28/09/2020 - #Volkswagen Vp
Brésil : l'indemnisation de VW, un espoir pour les victimes de la dictature
Par AFP
(AFP) - L'accord inédit signé par le constructeur automobile allemand Volkswagen pour indemniser des familles d'ex-ouvriers torturés ou assassinés durant la dictature militaire au Brésil pourrait inciter d'autres grands groupes industriels à faire de même et reconnaître leur coopération avec l'appareil répressif des années de plomb.
De quoi ouvrir une nouvelle ère dans un pays où les exactions du régime militaire (1964-1985) restent impunies en raison d'une loi d'amnistie de 1979 qui garantit l'immunité aux responsables de centaines d'assassinats et de milliers de cas de torture et d'enlèvements d'opposants jugés "subversifs".
L'annonce mercredi de l'accord de 36 millions de réais (5,5 millions d'euros) de compensations signé par Volkswagen avec le parquet fédéral est un vrai tournant au Brésil de Jair Bolsonaro, président d'extrême droite nostalgique de ce régime.
Les anciens employés et leurs familles réclamaient des indemnisations depuis cinq ans au constructeur allemand, faisant valoir que son service de sécurité au Brésil avait collaboré avec les militaires pour identifier de possibles suspects, qui par la suite ont été arrêtés et torturés.
Une collaboration confirmée par un rapport indépendant commandé par l'entreprise en 2016.
"Mea culpa historique"
"Volkswagen n'est pas la seule entreprise impliquée dans la persécution de ses employées. Il faudrait enquêter sur beaucoup d'autres entreprises, brésiliennes et multinationales", déclare à l'AFP Prudente Mello, avocat et ex-membre de la Commission de l'Amnistie du Brésil, en charge des réparations à l'égard les victimes du régime militaire.
Selon un rapport de 2014 de la Commission de la Vérité, organe public créé pour enquêter sur les crimes de la dictature, plus de 120 entreprises, dont de nombreuses multinationales comme Johnson & Johnson, Pfizer, Esso, Texaco ou Pirelli, ont été impliquées dans les exactions du régime.

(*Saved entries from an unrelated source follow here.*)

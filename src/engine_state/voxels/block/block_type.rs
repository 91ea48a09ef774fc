//! # Block Type Module
//!
//! Block type ids and the default tables of blocks and textures the engine ships with.
//!
//! Block ids are a dense keyspace of small integers; `0` is reserved for air. The default
//! tables pair each block id with the name of the texture it uses, and each texture name
//! with the file it is loaded from. Textures must be registered and the palette built
//! before the blocks are registered, because block properties store the resolved layer.

use phf::phf_map;

use super::registry::Visibility;
use super::BlockTypeSize;

/// Identifies the type of a block stored in a chunk.
///
/// This is the compact value actually kept in chunk storage; everything else about the
/// block is looked up in the `BlockRegistry`.
#[repr(transparent)]
#[derive(
    Copy, Clone, Debug, Default, PartialEq, Eq, Hash, PartialOrd, Ord, bytemuck::Pod, bytemuck::Zeroable,
)]
pub struct BlockType(pub BlockTypeSize);

impl BlockType {
    /// Fully transparent, renders nothing. Always registered.
    pub const AIR: BlockType = BlockType(0);
    /// Plain opaque stone.
    pub const STONE: BlockType = BlockType(1);
    /// Opaque dirt, found under grass.
    pub const DIRT: BlockType = BlockType(2);
    /// Opaque grass, the surface layer of the heightmap terrain.
    pub const GRASS: BlockType = BlockType(3);
    /// Opaque wooden planks.
    pub const WOOD: BlockType = BlockType(4);
    /// Glass: drawn with the opaque blocks but its texture has cut-out pixels.
    pub const GLASS: BlockType = BlockType(5);
    /// Partially see-through water.
    pub const WATER: BlockType = BlockType(6);
    /// Opaque block that produces light.
    pub const LAMP: BlockType = BlockType(7);

    /// Returns the raw id.
    pub fn id(self) -> BlockTypeSize {
        self.0
    }

    /// Whether this is the reserved air id.
    pub fn is_air(self) -> bool {
        self == BlockType::AIR
    }
}

impl From<BlockTypeSize> for BlockType {
    fn from(id: BlockTypeSize) -> Self {
        BlockType(id)
    }
}

/// A row of the default block table.
#[derive(Copy, Clone, Debug)]
pub struct BlockDefinition {
    /// Block id.
    pub id: BlockType,
    /// Human readable name, used in logs.
    pub name: &'static str,
    /// How the block occludes its neighbours.
    pub visibility: Visibility,
    /// Name of the palette texture the block is drawn with.
    pub texture_name: &'static str,
    /// Whether the block emits light.
    pub produces_light: bool,
}

/// Blocks registered by `BlockRegistry::with_default_blocks`. Air is registered implicitly.
pub static DEFAULT_BLOCKS: [BlockDefinition; 7] = [
    BlockDefinition {
        id: BlockType::STONE,
        name: "stone",
        visibility: Visibility::Opaque,
        texture_name: "stone",
        produces_light: false,
    },
    BlockDefinition {
        id: BlockType::DIRT,
        name: "dirt",
        visibility: Visibility::Opaque,
        texture_name: "dirt",
        produces_light: false,
    },
    BlockDefinition {
        id: BlockType::GRASS,
        name: "grass",
        visibility: Visibility::Opaque,
        texture_name: "grass",
        produces_light: false,
    },
    BlockDefinition {
        id: BlockType::WOOD,
        name: "wood",
        visibility: Visibility::Opaque,
        texture_name: "wood",
        produces_light: false,
    },
    BlockDefinition {
        id: BlockType::GLASS,
        name: "glass",
        visibility: Visibility::TransparentTexture,
        texture_name: "glass",
        produces_light: false,
    },
    BlockDefinition {
        id: BlockType::WATER,
        name: "water",
        visibility: Visibility::Translucent,
        texture_name: "water",
        produces_light: false,
    },
    BlockDefinition {
        id: BlockType::LAMP,
        name: "lamp",
        visibility: Visibility::Opaque,
        texture_name: "lamp",
        produces_light: true,
    },
];

/// Texture name to file path for every texture the default blocks reference.
pub static DEFAULT_TEXTURES: phf::Map<&'static str, &'static str> = phf_map! {
    "stone" => "assets/textures/stone.png",
    "dirt" => "assets/textures/dirt.png",
    "grass" => "assets/textures/grass.png",
    "wood" => "assets/textures/wood.png",
    "glass" => "assets/textures/glass.png",
    "water" => "assets/textures/water.png",
    "lamp" => "assets/textures/lamp.png",
};

#[cfg(test)]
mod tests {
    use super::{DEFAULT_BLOCKS, DEFAULT_TEXTURES};

    #[test]
    fn every_default_block_has_a_default_texture() {
        for definition in DEFAULT_BLOCKS.iter() {
            assert!(
                DEFAULT_TEXTURES.contains_key(definition.texture_name),
                "block {} references unknown texture {}",
                definition.name,
                definition.texture_name
            );
            assert!(!definition.id.is_air());
        }
    }
}
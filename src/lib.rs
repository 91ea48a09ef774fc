#![warn(missing_docs)]
#![warn(rustdoc::missing_crate_level_docs)]
#![warn(rustdoc::invalid_rust_codeblocks)]

//! # Voxel World
//!
//! A chunked voxel world engine built with Rust and WGPU.
//!
//! The world is split into 32³ chunks that are generated around a viewpoint under a
//! per-frame time budget, meshed with hidden-face culling and drawn through a render
//! backend. Block textures are loaded in parallel into a single layered texture.
//!
//! ## Key Modules
//!
//! * `core` - Errors and settings shared by every subsystem
//! * `engine_state` - Voxels, meshing, rendering and task management
//!
//! ## Usage
//!
//! ```no_run
//! fn main() {
//!     voxel_world::run();
//! }
//! ```

use cgmath::{Deg, Point3, Rad};
use log::{error, info, warn};

use crate::core::{EngineError, EngineSettings};
use crate::engine_state::camera_state::Camera;
use crate::engine_state::rendering::backend::RenderBackend;
use crate::engine_state::rendering::headless::HeadlessBackend;
use crate::engine_state::rendering::wgpu_backend::WgpuRenderer;
use crate::engine_state::EngineState;

pub mod core;
pub mod engine_state;

/// File the settings are read from at startup and written back to on shutdown.
pub const SETTINGS_PATH: &str = "settings.txt";

const DEMO_FRAMES: u32 = 600;
const RENDER_WIDTH: u32 = 1280;
const RENDER_HEIGHT: u32 = 720;

/// Runs the engine: load settings, stream the world around a moving camera, save settings.
///
/// Exits the process with a non-zero status on error.
pub fn run() {
    let mut log_builder = env_logger::Builder::new();
    log_builder
        .target(env_logger::Target::Stdout)
        .parse_env("RUST_LOG")
        .init();
    info!("Logger initialized");

    if let Err(err) = run_frames(SETTINGS_PATH, DEMO_FRAMES) {
        error!("{err}");
        std::process::exit(1);
    }
}

fn run_frames(settings_path: &str, frames: u32) -> Result<(), EngineError> {
    let settings = EngineSettings::load(settings_path)?;

    let backend: Box<dyn RenderBackend> = match WgpuRenderer::new_headless(RENDER_WIDTH, RENDER_HEIGHT) {
        Ok(renderer) => Box::new(renderer),
        Err(err) => {
            warn!("{err}, falling back to the headless backend");
            Box::new(HeadlessBackend::new())
        }
    };

    let mut engine = EngineState::new(settings, backend)?;
    let mut camera = Camera::new(Point3::new(0.5, 40.0, 0.5), Deg(0.0), Deg(-20.0));

    for frame in 0..frames {
        let stats = engine.frame(&camera)?;
        if frame % 60 == 0 {
            info!(
                "Frame {frame} at {:?}: {} chunks resident, {} pending, {} drawn",
                camera.position,
                engine.world().chunk_count(),
                engine.world().pending_generation(),
                stats.render.drawn
            );
        }
        camera.advance(0.5, Rad(0.002));
    }

    engine.settings().save(settings_path)
}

De nombreuses personnalités au Brésil ont salué l'accord d'indemnisation signé par Volkswagen, espérant que d'autres seront annoncés à l'avenir.
"À chaque fois qu'on vous dit qu'il est impossible que quiconque soit tenu responsable des crimes de la dictature, souvenez-vous de ça", a réagi sur Twitter la députée de gauche Fernanda Melchionna.
"Est-ce que d'autres entreprises vont aussi faire leur mea culpa ? Ce serait historique", a renchéri l'écrivain et journaliste Xico Sa.
Les procureurs du dossier Volkswagen ont rappelé dans un communiqué que l'accord était "sans précédent dans l'histoire du Brésil, et d'une grande importance pour la promotion de la justice dans le monde".
"C'est impossible de tourner ces pages ignobles de notre histoire sans révéler totalement la vérité, indemniser les victimes et responsabiliser les auteurs de ces graves violations des droits de l'Homme. Malheureusement, le Brésil a encore beaucoup de chemin à faire", ont-ils ajouté.
A contre-courant de Bolsonaro
Selon la Commission de la Vérité, le régime militaire brésilien est responsable de la mort ou de la disparition d'au moins 434 personnes. Quelques 20.000 personnes ont également été torturées.
D'autres régimes militaires de la même époque ont été plus meurtriers, comme au Chili (3.200 morts), ou en Argentine (30.000 selon des groupes de défense des droits de l'Homme).
Mais les chiffres du Brésil n'incluent pas les centaines de personnes tuées lors de conflits ruraux, y compris de nombreux indigènes, alors que le régime militaire avait mis en place une politique d'expansion des frontières agricoles en Amazonie.
Arrivé au pouvoir en janvier 2019, le président Bolsonaro n'a cessé de faire l'apologie de cette dictature. En 2016, il disait déjà que sa seule erreur était d'avoir torturé et non tué les opposants.
Ex-capitaine de l'armée, il a qualifié à plusieurs reprises de "héros national" le colonel Carlos Alberto Brilhante Ustra, tortionnaire notoire auquel la Commission de la Vérité attribue plus de 70 morts ou disparitions.
C'est pourquoi l'accord signé par Volkswagen "a un poids particulier dans une période comme la nôtre, où on observe un retour en arrière dans la démocratisation de notre pays", conclut Prudente Mello.